González, formerly with the Telco,m-On Clima-Osés team, had to put the brakes on his development process due to the coronavirus. The promising cyclist had to endure quarantine with a partner while the emergency passed, after the hotel where he was staying left him on the street. It has not been easy to face a historical challenge like this far from all his family.

As if that were not enough, in mid-April González received the news that his father, Alejandro, had tested positive for Covid-19. It was a terrifying text message, advising that his father was in severe respiratory distress and there was no ventilator available at the nearest hospital. Fortunately, Alejandro González responded favorably to the virus with some medicines and home care, and he is now out of danger. But not without first leaving a scare in his youngest son who – even if he wanted to – would not have been able to travel to Puerto Rico due to the closing of the borders and air traffic between Europe and the United States.

In Spain, González has a small support group that has led him to understand the sport of cycling from within, with passion, but objectively, with ambition, but with realism. Learning first to be a sailor to later be a captain.

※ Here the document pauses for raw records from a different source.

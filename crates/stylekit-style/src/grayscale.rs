//! Contrast-aware grayscale conversion.
//!
//! A [`GrayscaleConverter`] is created per transform pass. It remembers the
//! most recent background it converted so foreground colors later in the same
//! pass are repaired against the background they will actually sit on.
//!
//! # Algorithm
//!
//! 1. Empty and `transparent` colors pass through.
//! 2. Colors that neither parse nor resolve become a platform system gray
//!    chosen for the role and scheme.
//! 3. Everything else is reduced to a Rec. 709 weighted gray, clamped into the
//!    role's [`GrayRange`](crate::properties::GrayRange), and for foreground
//!    colors stepped one level at a time until it meets the required WCAG
//!    ratio against the tracked background.

use stylekit_core::{ColorResolver, ColorScheme, Platform};

use crate::color::{
    ColorInfo, ContrastLevel, contrast_ratio, gray_level, luminance, parse_color, parse_packed,
};
use crate::properties::{
    PropertyContext, clamp_gray, contrast_safe_system_color, is_large_text,
    system_color_luminance,
};
use crate::theme::Theme;

/// Default font size assumed for contrast checks.
pub const DEFAULT_FONT_SIZE: f64 = 16.0;

/// Tunables for [`GrayscaleConverter`].
#[derive(Debug, Clone, Copy, PartialEq, serde::Serialize, serde::Deserialize)]
#[serde(default, rename_all = "camelCase")]
pub struct GrayscaleOptions {
    pub level: ContrastLevel,
    /// Font size used when the caller gives none.
    pub default_font_size: f64,
}

impl Default for GrayscaleOptions {
    fn default() -> Self {
        Self {
            level: ContrastLevel::AA,
            default_font_size: DEFAULT_FONT_SIZE,
        }
    }
}

impl GrayscaleOptions {
    #[must_use]
    pub fn level(mut self, level: ContrastLevel) -> Self {
        self.level = level;
        self
    }

    #[must_use]
    pub fn default_font_size(mut self, size: f64) -> Self {
        self.default_font_size = size;
        self
    }
}

/// Converts colors to grays for one transform pass.
pub struct GrayscaleConverter<'a> {
    scheme: ColorScheme,
    platform: Platform,
    resolver: &'a dyn ColorResolver,
    options: GrayscaleOptions,
    background: ColorInfo,
}

impl<'a> GrayscaleConverter<'a> {
    /// Start a pass with the theme's background as the tracked background.
    ///
    /// An unparseable theme background falls back to white (light) or black
    /// (dark).
    pub fn new(
        scheme: ColorScheme,
        theme: &Theme,
        platform: Platform,
        resolver: &'a dyn ColorResolver,
    ) -> Self {
        let scheme = scheme.resolved();
        let background = parse_color(&theme.colors.bg, resolver).unwrap_or(if scheme.is_dark() {
            ColorInfo::BLACK
        } else {
            ColorInfo::WHITE
        });
        Self {
            scheme,
            platform,
            resolver,
            options: GrayscaleOptions::default(),
            background,
        }
    }

    #[must_use]
    pub fn with_options(mut self, options: GrayscaleOptions) -> Self {
        self.options = options;
        self
    }

    /// Background foreground colors are currently checked against.
    pub fn background(&self) -> ColorInfo {
        self.background
    }

    pub fn scheme(&self) -> ColorScheme {
        self.scheme
    }

    /// Convert a color string.
    pub fn convert(
        &mut self,
        color: &str,
        context: PropertyContext,
        font_size: Option<f64>,
    ) -> String {
        if color.is_empty() || color == "transparent" {
            return color.to_owned();
        }

        let parsed = parse_color(color, self.resolver);
        if parsed.is_none() && self.resolver.resolve(color).is_none() {
            return self.system_fallback(context, font_size);
        }
        match parsed {
            Some(info) => self.convert_info(info, context, font_size),
            None => color.to_owned(),
        }
    }

    /// Convert a packed `0xAARRGGBB` color.
    pub fn convert_packed(
        &mut self,
        color: u32,
        context: PropertyContext,
        font_size: Option<f64>,
    ) -> String {
        self.convert_info(parse_packed(color), context, font_size)
    }

    fn system_fallback(&mut self, context: PropertyContext, font_size: Option<f64>) -> String {
        let token = contrast_safe_system_color(self.platform, self.scheme, context, font_size);
        if context == PropertyContext::Background {
            if let Some(lum) = system_color_luminance(token) {
                self.background = ColorInfo::gray((lum * 255.0).round() as u8);
            }
        }
        tracing::trace!(token, ?context, "unresolvable color, using system gray");
        token.to_owned()
    }

    fn convert_info(
        &mut self,
        info: ColorInfo,
        context: PropertyContext,
        font_size: Option<f64>,
    ) -> String {
        let mut gray = clamp_gray(gray_level(&info), self.scheme, context);

        match context {
            PropertyContext::Foreground => {
                let size = font_size.unwrap_or(self.options.default_font_size);
                let required = self
                    .options
                    .level
                    .required_ratio(is_large_text(size, self.platform));
                gray = self.repair_contrast(gray, required);
            }
            PropertyContext::Background => {
                self.background = ColorInfo::gray(gray);
            }
            PropertyContext::Border | PropertyContext::Shadow | PropertyContext::Tint => {}
        }

        ColorInfo {
            a: info.a,
            ..ColorInfo::gray(gray)
        }
        .to_string()
    }

    /// Step away from the background until `required` is met or the gray
    /// runs out of range. Exhaustion is not an error.
    fn repair_contrast(&self, start: u8, required: f64) -> u8 {
        let step: i32 = if luminance(&self.background) < 0.5 { 1 } else { -1 };
        let mut gray = i32::from(start);
        let mut steps = 0u32;
        while (0..=255).contains(&gray)
            && contrast_ratio(&ColorInfo::gray(gray as u8), &self.background) < required
        {
            gray += step;
            steps += 1;
        }
        if steps > 0 {
            tracing::trace!(start, end = gray, steps, required, "repaired contrast");
        }
        gray.clamp(0, 255) as u8
    }
}

impl std::fmt::Debug for GrayscaleConverter<'_> {
    fn fmt(&self, f: &mut std::fmt::Formatter<'_>) -> std::fmt::Result {
        f.debug_struct("GrayscaleConverter")
            .field("scheme", &self.scheme)
            .field("platform", &self.platform)
            .field("options", &self.options)
            .field("background", &self.background)
            .finish_non_exhaustive()
    }
}

#[cfg(test)]
mod tests {
    use super::*;
    use crate::color::{WCAG_AA_NORMAL_TEXT, contrast_ratio};
    use stylekit_core::CssColorResolver;
    use tracing_test::traced_test;

    fn converter(scheme: ColorScheme, platform: Platform) -> GrayscaleConverter<'static> {
        let theme = if scheme.is_dark() {
            Theme::default_dark()
        } else {
            Theme::default_light()
        };
        GrayscaleConverter::new(scheme, &theme, platform, &CssColorResolver)
    }

    fn light() -> GrayscaleConverter<'static> {
        converter(ColorScheme::Light, Platform::Ios)
    }

    #[test]
    fn empty_and_transparent_pass_through() {
        let mut c = light();
        assert_eq!(c.convert("", PropertyContext::Foreground, None), "");
        assert_eq!(
            c.convert("transparent", PropertyContext::Background, None),
            "transparent"
        );
        assert_eq!(c.background(), ColorInfo::WHITE.with_alpha(1.0));
    }

    #[test]
    fn theme_background_seeds_tracking() {
        assert_eq!(light().background().r, 255);
        let dark = converter(ColorScheme::Dark, Platform::Ios);
        assert_eq!(dark.background().r, 0);
    }

    #[test]
    fn unparseable_theme_background_falls_back_by_scheme() {
        let mut theme = Theme::default_light();
        theme.colors.bg = "not-a-color".into();
        let c = GrayscaleConverter::new(ColorScheme::Dark, &theme, Platform::Ios, &CssColorResolver);
        assert_eq!(c.background(), ColorInfo::BLACK);
        let c = GrayscaleConverter::new(
            ColorScheme::Unspecified,
            &theme,
            Platform::Ios,
            &CssColorResolver,
        );
        assert_eq!(c.background(), ColorInfo::WHITE);
    }

    #[test]
    fn white_foreground_on_light_is_clamped_then_darkened() {
        let mut c = light();
        let out = c.convert("#FFFFFF", PropertyContext::Foreground, None);
        assert_eq!(out, "rgb(37, 37, 37)");
        let ratio = contrast_ratio(&ColorInfo::gray(37), &ColorInfo::WHITE);
        assert!(ratio >= WCAG_AA_NORMAL_TEXT);
    }

    #[test]
    fn large_text_keeps_clamped_gray() {
        let mut c = light();
        assert_eq!(
            c.convert("#FFFFFF", PropertyContext::Foreground, Some(18.0)),
            "rgb(51, 51, 51)"
        );
        assert_eq!(
            c.convert("#FFFFFF", PropertyContext::Foreground, Some(14.0)),
            "rgb(51, 51, 51)"
        );
        let mut android = converter(ColorScheme::Light, Platform::Android);
        assert_eq!(
            android.convert("#FFFFFF", PropertyContext::Foreground, Some(14.0)),
            "rgb(37, 37, 37)"
        );
    }

    #[test]
    fn black_foreground_on_dark_lands_in_dark_range() {
        let mut c = converter(ColorScheme::Dark, Platform::Ios);
        assert_eq!(
            c.convert("#000000", PropertyContext::Foreground, None),
            "rgb(200, 200, 200)"
        );
    }

    #[test]
    fn alpha_below_one_is_kept() {
        let mut c = light();
        assert_eq!(
            c.convert("rgba(255, 255, 255, 0.5)", PropertyContext::Foreground, None),
            "rgba(37, 37, 37, 0.5)"
        );
        assert_eq!(
            c.convert("rgba(0, 0, 0, 1)", PropertyContext::Border, None),
            "rgb(200, 200, 200)"
        );
    }

    #[test]
    fn background_updates_tracking_for_later_foregrounds() {
        let mut c = light();
        assert_eq!(
            c.convert("#000000", PropertyContext::Background, None),
            "rgb(240, 240, 240)"
        );
        assert_eq!(c.background(), ColorInfo::gray(240));
        assert_eq!(
            c.convert("#FFFFFF", PropertyContext::Foreground, None),
            "rgb(33, 33, 33)"
        );
    }

    #[test]
    fn unresolvable_colors_become_system_grays() {
        let mut c = converter(ColorScheme::Dark, Platform::Ios);
        assert_eq!(
            c.convert("systemBlue", PropertyContext::Background, None),
            "systemGray"
        );
        assert_eq!(c.background(), ColorInfo::gray(128));
        assert_eq!(
            c.convert("#FFFFFF", PropertyContext::Foreground, None),
            "rgb(10, 10, 10)"
        );
    }

    #[test]
    fn exhausted_repair_returns_range_edge() {
        let mut c = light();
        assert_eq!(
            c.convert("systemBlue", PropertyContext::Background, None),
            "systemGray6"
        );
        assert_eq!(c.background(), ColorInfo::gray(64));
        assert_eq!(
            c.convert("#FFFFFF", PropertyContext::Foreground, None),
            "rgb(255, 255, 255)"
        );
    }

    #[test]
    fn android_background_token_leaves_tracking_alone() {
        let mut c = converter(ColorScheme::Dark, Platform::Android);
        let before = c.background();
        assert_eq!(
            c.convert("?attr/colorSurface", PropertyContext::Background, None),
            "#121212"
        );
        assert_eq!(c.background(), before);
    }

    #[test]
    fn packed_colors_convert() {
        let mut c = light();
        assert_eq!(
            c.convert_packed(0xFFFF_FFFF, PropertyContext::Foreground, None),
            "rgb(37, 37, 37)"
        );
        assert_eq!(
            c.convert_packed(0x0000_0000, PropertyContext::Shadow, None),
            "rgba(0, 0, 0, 0)"
        );
    }

    #[test]
    fn resolver_backed_parse_failure_returns_input() {
        // Resolves, but not through a form the parser accepts.
        let resolver = |s: &str| (s == "rgb(1 2 3)").then_some(0xFF01_0203);
        let theme = Theme::default_light();
        let mut c = GrayscaleConverter::new(ColorScheme::Light, &theme, Platform::Ios, &resolver);
        assert_eq!(
            c.convert("rgb(1 2 3)", PropertyContext::Foreground, None),
            "rgb(1 2 3)"
        );
    }

    #[test]
    fn aaa_requires_more_contrast() {
        let mut c = light().with_options(GrayscaleOptions::default().level(ContrastLevel::AAA));
        let out = c.convert("#FFFFFF", PropertyContext::Foreground, None);
        let gray: u8 = out
            .trim_start_matches("rgb(")
            .split(',')
            .next()
            .unwrap()
            .parse()
            .unwrap();
        assert!(gray < 37);
        assert!(contrast_ratio(&ColorInfo::gray(gray), &ColorInfo::WHITE) >= 7.0);
    }

    #[test]
    #[traced_test]
    fn system_fallback_is_traced() {
        let mut c = light();
        let _ = c.convert("systemBlue", PropertyContext::Foreground, None);
        assert!(logs_contain("unresolvable color, using system gray"));
    }
}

In front of that group is Diego Milan, a cyclist for the Dominican continental team Inteja-Imca who at one time was considered a prospect for Spanish cycling and who sees in the Puerto Rican athlete a new mold to achieve greater things than those he himself has in his impressive track record as a rider.

At the beginning of 2019, Abner could not find a team on Spanish territory and chose to try his luck on the North American circuit. There, with the SoCal Cycling team from California, the Puerto Rican was exposed to a new style of cycling with much shorter and more explosive events, including crits, a focus that is not at all in tune with his abilities as a climber and breakaway rider.

Although he participated in several major calendar events with modest success, including the Redland Classic, Tour of Gila, and the Cascade Classic, he was never able to perform to the full extent of his abilities. However, a few months later González was included in the Caribbean National Team that started in the Vuelta a la Independencia in the Dominican Republic, one of the most prestigious and toughest races in the region, and the first with a UCI classification where the Puerto Rican had participated. The success was immediate, González was the leader of the General Classification in the Under 23 category, and finally finished the lap in third position.

The demonstration was enough for his signing with the Inteja Inca Cycling Team for the second part of the 2019 season, where Milan is part of the team and manager, and the veteran soon became a mentor/manager for González.

González is the hope of the Puerto Rican cycling world, a sector that saw the light of hope for the last time four years ago when they managed to put a rider on the starting line of the Rio Olympics in 2016. Brian Babilonia was only the second Puerto Rican to achieve the feat in the history of the Caribbean island that is home to some 3.2 million people.

As Movistar said in their press release, Abner is “one of the best climbers and all-rounders in the Spanish amateur scene in recent years, with courage and a great strategic nose.”

He was one of the strongest competitors in this year’s biggest race of the category, the Memorial Valenciaga (3rd), with its new finish atop Arrate; won the Spanish Racing Series’ round of Torredonjimeno, and showed great skills all over this difficult season”.